3 This item inserts new regulation 1.15C into the Migration Regulations. This new regulation provides that the Minister for Immigration and Multicultural Affairs may specify, by notice in the Gazette, an arrangement (or class of arrangements) as “satisfactory private health insurance cover”.

4 The type of arrangement to be specified under this regulation is an “applicable benefits arrangement” (within the meaning of the National Health Act 1953 [“the National Health Act”]) provided by a “registered organization” (also within the meaning of the National Health Act). Effectively, this means that the Minister can specify particular health insurance policies, or classes of policies, offered by particular private health insurance funds as constituting “satisfactory private health insurance cover”.

5 New paragraph 1.15C(2)(a) provides that the Minister must not specify an arrangement unless it is consistent with paragraph (bd) of Schedule 1 to the National Health Act. This is to ensure that only health insurance products which provide a comprehensive range of hospital and medical cover may be specified as satisfactory.

6 New paragraph 1.15C(2)(b) further provides that the Minister must not specify an arrangement which is subject to a modification by election for the purposes of paragraph (ba) of Schedule 1 to the National Health Act.

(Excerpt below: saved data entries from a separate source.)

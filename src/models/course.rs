use serde::{Deserialize, Serialize};
use sqlx::FromRow;

pub const DESCRIPTION_FORMAT: &str = "full_html";

#[derive(Debug, Clone, PartialEq, Serialize, Deserialize, FromRow)]
pub struct Course {
    pub id: i64,
    pub course_id: String,
    pub description: Option<String>,
    pub description_format: String,
    pub change_timestamp: Option<String>,
    pub published: bool,
    pub archived: bool,
    pub created_at: String,
    pub updated_at: String,
}

/// Mutable scalar fields of a course as delivered by the catalog.
#[derive(Debug, Clone, PartialEq, Default)]
pub struct CourseFields {
    pub course_id: String,
    pub description: Option<String>,
    pub description_format: String,
    pub change_timestamp: Option<String>,
}

impl Course {
    pub fn fields(&self) -> CourseFields {
        CourseFields {
            course_id: self.course_id.clone(),
            description: self.description.clone(),
            description_format: self.description_format.clone(),
            change_timestamp: self.change_timestamp.clone(),
        }
    }
}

This is to ensure that health insurance products which have “front-end deductibles” – for example, products which require the insured person to pay a specified amount towards their medical expenses before the policy will cover them – are excluded from the types of products which may be specified as satisfactory.

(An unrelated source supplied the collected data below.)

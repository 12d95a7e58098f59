use axum::Json;
use axum::extract::Path;
use axum::routing::post;
use axum::{Router, extract::State, http::StatusCode, routing::get};
use tokio::sync::MutexGuard;

use crate::db::repository;
use crate::error::AppError;
use crate::models::*;
use crate::services::{OrphanReport, RunReport, RunStatus, SyncService, repair_orphans};
use crate::state::AppState;

const RECENT_RUNS: i64 = 50;

pub fn router(state: AppState) -> Router {
    Router::new()
        .route("/health", get(health))
        .route("/status", get(status))
        .route("/courses", get(list_courses))
        .route("/courses/{course_id}/offerings", get(list_offerings))
        .route("/courses/{course_id}/availability", get(availability))
        .route("/sync", post(sync_now))
        .route("/sync/orphans", post(attach_orphans))
        .route("/runs", get(list_runs))
        .with_state(state)
}

async fn health(State(state): State<AppState>) -> Result<StatusCode, AppError> {
    sqlx::query("select 1").execute(&state.db).await?;
    Ok(StatusCode::OK)
}

async fn status(State(state): State<AppState>) -> Result<Json<SyncOverview>, AppError> {
    let overview = repository::fetch_overview(&state.db).await?;
    Ok(Json(overview))
}

async fn list_courses(State(state): State<AppState>) -> Result<Json<Vec<Course>>, AppError> {
    let courses = repository::fetch_courses(&state.db).await?;
    Ok(Json(courses))
}

async fn list_offerings(
    State(state): State<AppState>,
    Path(course_id): Path<String>,
) -> Result<Json<Vec<Offering>>, AppError> {
    let course = repository::find_course_by_course_id(&state.db, &course_id)
        .await?
        .ok_or(AppError::NotFound)?;
    let offerings = repository::fetch_course_offerings(&state.db, course.id).await?;
    Ok(Json(offerings))
}

async fn availability(
    State(state): State<AppState>,
    Path(course_id): Path<String>,
) -> Result<Json<serde_json::Value>, AppError> {
    let body = state.catalog.fetch_availability(&course_id).await?;
    Ok(Json(body))
}

fn writer_lock(state: &AppState) -> Result<MutexGuard<'_, ()>, AppError> {
    state
        .run_lock
        .try_lock()
        .map_err(|_| AppError::Conflict("a sync run is already in progress".to_string()))
}

async fn sync_now(State(state): State<AppState>) -> Result<(StatusCode, Json<RunReport>), AppError> {
    let _guard = writer_lock(&state)?;
    let service = SyncService::new(state.db.clone(), state.catalog.clone(), state.options.clone());
    let report = service.refresh().await;

    let code = if report.status == RunStatus::Failed {
        StatusCode::BAD_GATEWAY
    } else {
        StatusCode::OK
    };
    Ok((code, Json(report)))
}

async fn attach_orphans(State(state): State<AppState>) -> Result<Json<OrphanReport>, AppError> {
    let _guard = writer_lock(&state)?;
    let report = repair_orphans(&state.db).await;
    Ok(Json(report))
}

async fn list_runs(State(state): State<AppState>) -> Result<Json<Vec<SyncRun>>, AppError> {
    let runs = repository::fetch_sync_runs(&state.db, RECENT_RUNS).await?;
    Ok(Json(runs))
}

Item 3 Paragraph 2.36(1)(b)


7 This item modifies the assurance of support (“AOS”) scheme provided for under the Migration Regulations. The scheme allows the Commonwealth to recover specified social security benefits paid to an assured person while an AOS is in effect in respect of that person. Currently, under regulation 2.36, the period of effect of an AOS is 2 years.

8 An AOS is a criterion for grant of certain visas under the Migration Regulations, including the proposed new visa subclasses contained in the Supported Aged Parent (Migrant) (Class CA) and Supported Aged Parent (Residence) (Class DA) visa classes.

9 This item substitutes new paragraph 2.36(1)(b) to provide for a 10-year period of effect for an AOS given in respect of an applicant for one of the above classes. The period of effect for an AOS given in respect of an applicant for any other class of visa will remain 2 years.

10 The extension of the AOS period to 10 years in respect of these applicants is intended to ensure that the requirement to reside in Australia for 10 years before a person can access an Age Pension is given real meaning. For example, once the two year AOS period has passed, a parent can access Special Benefit for the remaining eight years until they become eligible for Age Pension. The amendment in Item 3 is intended to ensure that the Commonwealth can recover any Special Benefit (around $8,500 per person per annum), or any other benefit listed in regulation 2.38, received by a parent during the first 10 years of residence.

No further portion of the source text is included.